When I started my high school career I was an eager 15 year-old with a broken jaw, and an aversion to talking to new people. I was awkward, swollen, and just not happy. Seriously, who would be? I couldn't eat solid food, couldn't talk, couldn't play my saxophone, and just couldn't deal with the situation at all.

As I walked through the halls of my high school, I felt lost, not in a physical sense, but in a metaphorical sense. I didn't really know anyone, and I just wanted to get out of that place. But as the year went on, I learned to love everything about it, even the horrible smell that would come from the cafeteria after the lunch ladies made chicken fajitas.

As finals approached everything changed. The atmosphere was that of an industrial wasteland during an emergency. Nobody wanted to be bothered when they were studying. The concentration was set on high. And those who couldn't concentrate would just buy drugs to help them. Winter finals were okay, no matter what, exams like that just kill. Only upside, open lunch.

Spring was easier than winter, but it was still grueling. When freshman year was over, I had a whole lot of experiences under my belt: mock trial competitions, one act plays, fall musicals, band competitions, and a general sense of knowledge.
When summer entered into full swing, everything was fine. But then I started to worry about my classes. I was horrified about my advanced placement (A.P.) class.

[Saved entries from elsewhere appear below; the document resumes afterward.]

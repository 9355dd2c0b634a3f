//! Error types for the validation broker.
//!
//! This module defines the central [`Error`] enum, which captures every
//! recoverable and reportable failure a caller of the broker can observe, and
//! the separate [`InvariantViolation`] fault, which is never returned as a
//! value: it is raised as a panic payload because it means the ordering
//! guarantee has already been broken.
//!
//! ## Error Cases
//! - `InvalidConfig`: The broker was constructed with unusable settings.
//! - `BrokerClosed`: `submit` was called after shutdown had begun.
//! - `ResultsTaken`: The ordered output stream was requested twice.
//! - `ChannelError`: An internal communication failure between tasks.

use core::fmt;

pub type Result<T> = core::result::Result<T, Error>;

/// Unified error type for the validation broker.
#[derive(Clone, thiserror::Error, Debug, PartialEq, Eq)]
pub enum Error {
    /// The configuration cannot produce a working broker.
    #[error("Invalid configuration: {reason}")]
    InvalidConfig { reason: String },

    /// The broker no longer accepts submissions.
    #[error("Broker closed: no submissions accepted after shutdown has begun")]
    BrokerClosed,

    /// The ordered output stream was already handed out.
    #[error("Result stream already taken")]
    ResultsTaken,

    /// Internal channel send/receive failure (e.g. every worker has died).
    #[error("Channel error: {context}")]
    ChannelError { context: String },
}

/// Internal-consistency failure of the order-restoring coordinator.
///
/// Raised with [`std::panic::panic_any`] on the coordinator task and re-raised
/// from [`Broker::shutdown`](crate::Broker::shutdown). Callers that want to
/// tell it apart from other panics can downcast the payload:
///
/// ```ignore
/// let payload = std::panic::catch_unwind(|| ...).unwrap_err();
/// assert!(payload.downcast_ref::<InvariantViolation>().is_some());
/// ```
#[derive(Clone, Debug, PartialEq, Eq)]
pub struct InvariantViolation {
    pub detail: String,
}

impl InvariantViolation {
    pub(crate) fn new(detail: impl Into<String>) -> Self {
        Self {
            detail: detail.into(),
        }
    }
}

impl fmt::Display for InvariantViolation {
    fn fmt(&self, f: &mut fmt::Formatter<'_>) -> fmt::Result {
        write!(f, "broker invariant violation: {}", self.detail)
    }
}

impl core::error::Error for InvariantViolation {}
//! Key sources: where the domains to check come from.
//!
//! A [`KeySource`] is a finite, forward-only iterator of lower-cased domain
//! names read from the argument list, a file or standard input. It is consumed
//! exactly once by the submission loop.

use crate::config::SourceConfig;
use anyhow::Context;
use std::{
    fs::File,
    io::{self, BufRead, BufReader},
};

pub enum KeySource {
    Args(std::vec::IntoIter<String>),
    Reader(io::Lines<Box<dyn BufRead + Send>>),
}

impl KeySource {
    pub fn open(config: &SourceConfig) -> anyhow::Result<Self> {
        Ok(match config {
            SourceConfig::Args(domains) => Self::from_args(domains.clone()),
            SourceConfig::Stdin => Self::from_reader(BufReader::new(io::stdin())),
            SourceConfig::File(path) => {
                let file = File::open(path)
                    .with_context(|| format!("Error during opening the file {}", path.display()))?;
                Self::from_reader(BufReader::new(file))
            }
        })
    }

    pub fn from_args(domains: Vec<String>) -> Self {
        Self::Args(domains.into_iter())
    }

    pub fn from_reader(reader: impl BufRead + Send + 'static) -> Self {
        let reader: Box<dyn BufRead + Send> = Box::new(reader);
        Self::Reader(reader.lines())
    }
}

impl Iterator for KeySource {
    type Item = String;

    fn next(&mut self) -> Option<String> {
        match self {
            Self::Args(domains) => domains.next().map(|d| d.to_lowercase()),
            Self::Reader(lines) => loop {
                match lines.next()? {
                    Ok(line) => {
                        let domain = line.trim();
                        if !domain.is_empty() {
                            return Some(domain.to_lowercase());
                        }
                    }
                    Err(e) => {
                        tracing::warn!("Stopped reading domains: {e}");
                        return None;
                    }
                }
            },
        }
    }
}

#[cfg(test)]
mod tests {
    use super::*;
    use std::io::Cursor;

    fn collect(input: &'static str) -> Vec<String> {
        KeySource::from_reader(Cursor::new(input)).collect()
    }

    #[test]
    fn args_are_lower_cased() {
        let keys: Vec<_> = KeySource::from_args(vec!["A.com".into(), "b.COM".into()]).collect();
        assert_eq!(keys, ["a.com", "b.com"]);
    }

    #[test]
    fn lines_are_trimmed_and_lower_cased() {
        assert_eq!(
            collect("  Example.COM \r\nfoo.org\n"),
            ["example.com", "foo.org"]
        );
    }

    #[test]
    fn blank_lines_are_skipped() {
        assert_eq!(collect("a.com\n\n   \nb.com\n"), ["a.com", "b.com"]);
    }

    #[test]
    fn last_line_without_newline_is_kept() {
        assert_eq!(collect("a.com\nb.com"), ["a.com", "b.com"]);
    }

    #[test]
    fn duplicates_are_preserved() {
        assert_eq!(collect("a.com\nA.com\n"), ["a.com", "a.com"]);
    }

    #[test]
    fn invalid_utf8_ends_the_sequence() {
        let keys: Vec<_> =
            KeySource::from_reader(Cursor::new(b"a.com\n\xff\xfe\nb.com\n".to_vec())).collect();
        assert_eq!(keys, ["a.com"]);
    }

    #[test]
    fn missing_file_is_an_error() {
        let res = KeySource::open(&SourceConfig::File("/definitely/not/here.txt".into()));
        assert!(res.is_err());
    }
}
//! Worker pool lifecycle.
//!
//! This module defines the [`WorkerPool`] struct, which owns the join handles
//! of `concurrency` worker tasks. Unlike a round-robin dispatcher, every
//! worker pulls from the same bounded job queue, so a slow predicate call
//! never holds up jobs that another idle worker could take.
//!
//! The pool has no shutdown message of its own: closing the job queue (by
//! dropping its sender) is the signal, and [`WorkerPool::join`] waits for
//! every worker to drain it and exit.
//!
//! A predicate panic is fatal to the whole pool. The panicking worker cancels
//! the shared fault [`CancellationToken`]; the other workers stop taking jobs
//! and the broker refuses further submissions, so nothing piles up behind a
//! result that will never arrive.

use super::worker::{JobQueue, worker_loop};
use crate::{
    job::{Event, Job},
    predicate::Predicate,
};
use std::sync::Arc;
use tokio::{sync::mpsc, task::JoinHandle};
use tokio_util::sync::CancellationToken;

/// A fixed set of worker tasks sharing one job queue.
pub struct WorkerPool {
    handles: Vec<JoinHandle<()>>,
    fault: CancellationToken,
}

impl WorkerPool {
    /// Spawns `concurrency` workers on the current Tokio runtime.
    ///
    /// Each worker gets its own clone of the coordinator sender; the pool
    /// keeps none, so the coordinator channel closes once every worker has
    /// exited and the broker has dropped its own sender.
    pub fn spawn<K, P>(
        concurrency: usize,
        jobs: mpsc::Receiver<Job<K>>,
        predicate: Arc<P>,
        events: &mpsc::Sender<Event<K>>,
    ) -> Self
    where
        K: Send + Sync + 'static,
        P: Predicate<K>,
    {
        let jobs: JobQueue<K> = Arc::new(tokio::sync::Mutex::new(jobs));
        let fault = CancellationToken::new();
        let handles = (0..concurrency)
            .map(|worker_id| {
                tokio::spawn(worker_loop(
                    worker_id,
                    Arc::clone(&jobs),
                    Arc::clone(&predicate),
                    events.clone(),
                    fault.clone(),
                ))
            })
            .collect();

        #[cfg(feature = "tracing")]
        tracing::debug!("Spawned {concurrency} workers");

        Self { handles, fault }
    }

    /// Token cancelled as soon as a predicate panics on any worker.
    pub fn fault(&self) -> CancellationToken {
        self.fault.clone()
    }

    /// Waits for every worker to exit.
    ///
    /// Must be called after the job queue has been closed, otherwise it waits
    /// forever.
    ///
    /// # Panics
    ///
    /// Re-raises the first panic raised by a predicate on any worker, after
    /// all workers have finished.
    pub async fn join(self) {
        let results = futures::future::join_all(self.handles).await;

        let mut first_panic = None;
        for (_worker_id, result) in results.into_iter().enumerate() {
            match result {
                Ok(()) => {
                    #[cfg(feature = "tracing")]
                    tracing::trace!("Worker {_worker_id} joined");
                }
                Err(e) if e.is_panic() => {
                    #[cfg(feature = "tracing")]
                    tracing::error!("Worker {_worker_id} panicked");
                    first_panic.get_or_insert(e.into_panic());
                }
                Err(_e) => {
                    #[cfg(feature = "tracing")]
                    tracing::warn!("Worker {_worker_id} was cancelled: {_e}");
                }
            }
        }

        if let Some(payload) = first_panic {
            std::panic::resume_unwind(payload);
        }

        #[cfg(feature = "tracing")]
        tracing::debug!("Worker pool shutdown complete");
    }
}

When I finally started my sophomore year, things changed. The classes became harder, and the teachers expected more. I was expecting that, but not to the degree it happened. It was like diving off the high dive in a swimming pool, and missing your dive and doing a belly flop. The courses were hell, and the homework was worse. As the months drug on, I became more intense in my moods.

I'm a serial procrastinator, so nothing got done until the last minute.

I actually cannot really remember anything until about May. That's when the dreaded A.P. European History test was. All the teachers could tell what students were taking that test, those were the ones who were sleep deprived, stressed, and just plain on the verge of a breakdown.

When it was over, everyone realized that it was probably worth it, even though it was complete agony. I thought I had done well, until my results came in.

The summer after sophomore year was amazing. I had an A.P. English reading list the size of my arm and I was finishing up my last year of German Camp at St. John's Prep School. The summer isn't actually quite over yet, but as it comes to a close, I look back and think about all the things I did over the past two and a half years of my life.

I realize that all the hours spent in Perkins just talking over coffee were some of the best times I ever had.

Yet, I seem to be missing something: myself.

Whenever I'm just in school, I feel lonely, even among a crowd of 100. There is a possibilty that when I go back as a junior things could be different. They could be worse, or better. But I can't take those chances. I just want everything to essentially stay the same. But yet, different. I guess this is where the whole 'high school is worse than murder' thing comes into play.

Everyday from September to June I walk the halls constantly being taunted for whatever reason, and just take it. Sometimes it hurts, that's when it feels like murder, but most of the time it's fine.

But I don't feel like a high school-er at all. I'm 17 years old, don't have my drivers license, never had a boyfriend, and never really lived.

I actually now realize that high school is exactly like murder. It murdered the imagination I had as a freshmen and the goals I had then. Now, I'm stuck. I'm stuck re-realizing where I'm coming from, and where I'm going.

High school murdered my soul, but I think I can get it back in due time.